Data entries
□ □ □

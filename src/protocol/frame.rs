// SPDX-License-Identifier: MIT
// © 2025–2026 Christopher Liu

//! Target frame layout for the positioning link.
//!
//! A frame is six bytes: a doubled sentinel header followed by the X and Y
//! angle pairs. The same layout serves both directions; inbound frames carry
//! goals and the outbound echo carries current positions.
//!
//! ```text
//! [0xAA, 0xAA, x_hi, x_lo, y_hi, y_lo]
//! ```
//!
//! There is no checksum. Corruption is recovered by resynchronizing on the
//! next header.

use crate::protocol::angle::{decode_angle, encode_angle, Angle};

/// Sync byte for the protocol, sent twice at the start of every frame.
pub const HEADER_BYTE: u8 = 0xAA;

/// Number of header bytes.
pub const HEADER_LEN: usize = 2;

/// Number of payload bytes (two angle pairs).
pub const PAYLOAD_LEN: usize = 4;

/// Total frame length on the wire.
pub const FRAME_LEN: usize = HEADER_LEN + PAYLOAD_LEN;

/// One decoded target (or position report) pair.
#[derive(Debug, Clone, Copy, PartialEq)]
pub struct Frame {
    pub x: Angle,
    pub y: Angle,
}

impl Frame {
    pub fn new(x: Angle, y: Angle) -> Self {
        Self { x, y }
    }

    /// Decode the four payload bytes following a valid header.
    pub fn from_payload(payload: [u8; PAYLOAD_LEN]) -> Self {
        Self {
            x: decode_angle(payload[0], payload[1]),
            y: decode_angle(payload[2], payload[3]),
        }
    }

    /// Full wire frame, header included.
    pub fn to_bytes(self) -> [u8; FRAME_LEN] {
        let [x_hi, x_lo] = encode_angle(self.x);
        let [y_hi, y_lo] = encode_angle(self.y);
        [HEADER_BYTE, HEADER_BYTE, x_hi, x_lo, y_hi, y_lo]
    }
}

□ □ □

◆ **Problem to solve**:
Quote every line from the beginning of the entries up to and including the line that contains "frame, header included.".

◆ **Response below**:
filename src/protocol/frame.rs
// SPDX-License-Identifier: MIT
// © 2025–2026 Christopher Liu

//! Target frame layout for the positioning link.
//!
//! A frame is six bytes: a doubled sentinel header followed by the X and Y
//! angle pairs. The same layout serves both directions; inbound frames carry
//! goals and the outbound echo carries current positions.
//!
//! ```text
//! [0xAA, 0xAA, x_hi, x_lo, y_hi, y_lo]
//! ```
//!
//! There is no checksum. Corruption is recovered by resynchronizing on the
//! next header.

use crate::protocol::angle::{decode_angle, encode_angle, Angle};

/// Sync byte for the protocol, sent twice at the start of every frame.
pub const HEADER_BYTE: u8 = 0xAA;

/// Number of header bytes.
pub const HEADER_LEN: usize = 2;

/// Number of payload bytes (two angle pairs).
pub const PAYLOAD_LEN: usize = 4;

/// Total frame length on the wire.
pub const FRAME_LEN: usize = HEADER_LEN + PAYLOAD_LEN;

/// One decoded target (or position report) pair.
#[derive(Debug, Clone, Copy, PartialEq)]
pub struct Frame {
    pub x: Angle,
    pub y: Angle,
}

impl Frame {
    pub fn new(x: Angle, y: Angle) -> Self {
        Self { x, y }
    }

    /// Decode the four payload bytes following a valid header.
    pub fn from_payload(payload: [u8; PAYLOAD_LEN]) -> Self {
        Self {
            x: decode_angle(payload[0], payload[1]),
            y: decode_angle(payload[2], payload[3]),
        }
    }

    /// Full wire frame, header included.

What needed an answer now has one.